Heaven hath no rage like love to hatred turned, nor hell a fury like a woman scorned
That’s the full quote, from William Congreve, a popular playwright from the late 17th-early 18th centuries. Specifically, it’s from his 1697 play, The Mourning Bride. (It’s also the play with the quote “Music has charms to soothe a savage breast,” frequently misquoted as “beast.”) Suffice to say, Mr. Congreve knew a little about human nature. “No rage like love to hatred turned” is well understood by every divorce lawyer in this country, if not the world.
We count on playwrights and fiction authors of every genre to tell us tales we can relate to, even if they’re set in some sort of alternate reality. It takes time and talent to develop those skills. Each author has his or her voice, or a collective voice when there are multiple authors. It’s not something AI can duplicate, as I’ve discovered through my writing group.
We did some experimenting with AI, and the results surprised–and pleased–me. While the same story might have been told, it wasn’t with the same voice. It was flat and, frankly, sounded like a mass market novel, not something original. Now, I know AI can be tweaked to come closer to that reality. But there is still room for the talented writer.

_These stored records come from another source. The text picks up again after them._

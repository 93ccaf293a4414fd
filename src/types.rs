// src/types.rs
use chrono::{DateTime, Local};
use serde::Serialize;
use serde_json::Value;

/// A single indicator reading exactly as the caller sent it.
/// `None` means the key was missing (or explicitly null), never zero.
pub type Reading = Option<Value>;

// --- Input ---
#[derive(Debug, Clone, Default, PartialEq)]
pub struct IndicatorSnapshot {
    pub price: Reading,
    pub rsi: Reading,
    pub ema9: Reading,
    pub ema21: Reading,
    pub vwap: Reading,
    pub bb_mid: Reading,
    pub macd_hist: Reading,
    pub volume_osc: Reading,
    pub atr: Reading,
    pub bb_width: Reading,
    pub session_range: Reading,
}

impl IndicatorSnapshot {
    /// Readings in log column order.
    pub fn readings(&self) -> [&Reading; 11] {
        [
            &self.price,
            &self.rsi,
            &self.ema9,
            &self.ema21,
            &self.vwap,
            &self.bb_mid,
            &self.macd_hist,
            &self.volume_osc,
            &self.atr,
            &self.bb_width,
            &self.session_range,
        ]
    }
}

#[derive(Debug, Clone, Default, PartialEq)]
pub struct Candle {
    pub open: Reading,
    pub high: Reading,
    pub low: Reading,
    pub close: Reading,
}

impl Candle {
    pub fn readings(&self) -> [&Reading; 4] {
        [&self.open, &self.high, &self.low, &self.close]
    }
}

/// Snapshot plus the last three candles, oldest first.
#[derive(Debug, Clone, Default, PartialEq)]
pub struct NormalizedInput {
    pub snapshot: IndicatorSnapshot,
    pub candles: [Candle; 3],
}

// --- Output ---
#[derive(Serialize, Debug, Clone, Copy, PartialEq, Eq)]
#[serde(rename_all = "snake_case")]
pub enum TradeAction {
    GoLong,
    GoShort,
    StayOut,
}

impl TradeAction {
    pub fn as_str(&self) -> &'static str {
        match self {
            TradeAction::GoLong => "go_long",
            TradeAction::GoShort => "go_short",
            TradeAction::StayOut => "stay_out",
        }
    }

    /// Lenient match for whatever the model wrote ("GO_LONG", "go long", "go-short", ...).
    pub fn from_model_text(text: &str) -> Option<Self> {
        let normalized: String = text
            .trim()
            .to_lowercase()
            .chars()
            .map(|c| if c == ' ' || c == '-' { '_' } else { c })
            .collect();
        match normalized.as_str() {
            "go_long" | "long" => Some(TradeAction::GoLong),
            "go_short" | "short" => Some(TradeAction::GoShort),
            "stay_out" | "none" | "hold" => Some(TradeAction::StayOut),
            _ => None,
        }
    }
}

impl std::fmt::Display for TradeAction {
    fn fmt(&self, f: &mut std::fmt::Formatter<'_>) -> std::fmt::Result {
        f.write_str(self.as_str())
    }
}

#[derive(Serialize, Debug, Clone, PartialEq)]
pub struct Decision {
    pub decision: TradeAction,
    pub confidence: u8,
    pub entry_price: Option<f64>,
    pub stop_loss: Option<f64>,
    pub take_profit: Option<f64>,
    pub reasoning: String,
}

impl Decision {
    pub fn stay_out(confidence: u8, reasoning: impl Into<String>) -> Self {
        Self {
            decision: TradeAction::StayOut,
            confidence,
            entry_price: None,
            stop_loss: None,
            take_profit: None,
            reasoning: reasoning.into(),
        }
    }
}

/// One row of the trade log.
#[derive(Debug, Clone)]
pub struct LogRecord {
    pub timestamp: DateTime<Local>,
    pub input: NormalizedInput,
    pub decision: Decision,
    pub raw_response: String,
}

impl LogRecord {
    /// Stamps the record with the current local time.
    pub fn now(input: NormalizedInput, decision: Decision, raw_response: String) -> Self {
        Self {
            timestamp: Local::now(),
            input,
            decision,
            raw_response,
        }
    }
}

// --- HTTP bodies ---
#[derive(Serialize, Debug)]
pub struct StructuredWebhookResponse {
    pub status: &'static str,
    pub structured_decision: Decision,
    pub raw_response: String,
}

#[derive(Serialize, Debug)]
pub struct FreeFormWebhookResponse {
    pub decision: String,
}

#[derive(Serialize, Debug)]
pub struct ErrorResponse {
    pub error: String,
}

I understand, however, why the screenwriters are so concerned. So much of their voice is subject to interpretation by actors anyway. AI may come closer to mimicking their work with some skill. But it can’t truly do the job. Not yet. After all, AI pulls from work that’s already been created. Can it create plot twists? Political satire? I don’t know, and to a great extent, I don’t care.
As a writer myself, I sympathize with the screenwriters and wish them well in their negotiations. It’s more than just AI, of course, and I believe they’re trying to get ahead of the game with that one. The other issues they’re dealing with are apparently numerous, including fair pay.
The next time you watch TV, send a silent thanks to the writers and recognize their worth in the world of entertainment. The good ones will be quoted for a long time, because they know what makes us tick. And like I said, that takes time and talent.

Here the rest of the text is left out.